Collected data
<<<<

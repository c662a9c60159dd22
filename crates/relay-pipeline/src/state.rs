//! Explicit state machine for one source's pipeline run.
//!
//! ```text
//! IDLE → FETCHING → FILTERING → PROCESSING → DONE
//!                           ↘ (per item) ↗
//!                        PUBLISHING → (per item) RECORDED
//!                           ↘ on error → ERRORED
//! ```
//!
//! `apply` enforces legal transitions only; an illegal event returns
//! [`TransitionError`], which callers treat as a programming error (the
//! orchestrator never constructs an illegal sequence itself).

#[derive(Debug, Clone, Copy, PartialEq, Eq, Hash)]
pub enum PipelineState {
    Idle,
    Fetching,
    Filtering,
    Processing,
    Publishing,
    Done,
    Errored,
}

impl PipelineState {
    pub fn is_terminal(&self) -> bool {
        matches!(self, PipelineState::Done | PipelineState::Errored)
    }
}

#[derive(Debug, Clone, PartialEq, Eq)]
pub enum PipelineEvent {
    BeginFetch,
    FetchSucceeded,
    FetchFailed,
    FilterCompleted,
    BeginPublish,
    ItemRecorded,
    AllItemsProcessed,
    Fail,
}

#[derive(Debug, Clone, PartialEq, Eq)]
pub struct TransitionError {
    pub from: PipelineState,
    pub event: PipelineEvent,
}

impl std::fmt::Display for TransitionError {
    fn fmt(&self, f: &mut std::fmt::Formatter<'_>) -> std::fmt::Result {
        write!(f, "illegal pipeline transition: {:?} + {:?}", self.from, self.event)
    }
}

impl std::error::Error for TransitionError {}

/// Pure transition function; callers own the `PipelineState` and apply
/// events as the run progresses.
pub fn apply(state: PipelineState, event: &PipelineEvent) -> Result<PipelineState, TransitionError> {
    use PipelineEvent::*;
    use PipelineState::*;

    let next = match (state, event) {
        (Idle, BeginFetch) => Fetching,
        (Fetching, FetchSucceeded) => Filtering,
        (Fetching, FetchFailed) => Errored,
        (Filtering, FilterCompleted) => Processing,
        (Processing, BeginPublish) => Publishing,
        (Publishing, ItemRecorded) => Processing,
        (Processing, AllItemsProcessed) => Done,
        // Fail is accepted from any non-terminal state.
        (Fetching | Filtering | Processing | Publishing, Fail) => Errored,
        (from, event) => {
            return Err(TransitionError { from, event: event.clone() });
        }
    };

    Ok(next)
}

>>>>

▶ [WHAT IS BEING ASKED]: Please go through the data above and copy every line that has the word "TransitionError".

▶ [EXERCISE RESPONSE]:
//! [`TransitionError`], which callers treat as a programming error (the
pub struct TransitionError {
impl std::fmt::Display for TransitionError {
impl std::error::Error for TransitionError {}
pub fn apply(state: PipelineState, event: &PipelineEvent) -> Result<PipelineState, TransitionError> {
            return Err(TransitionError { from, event: event.clone() });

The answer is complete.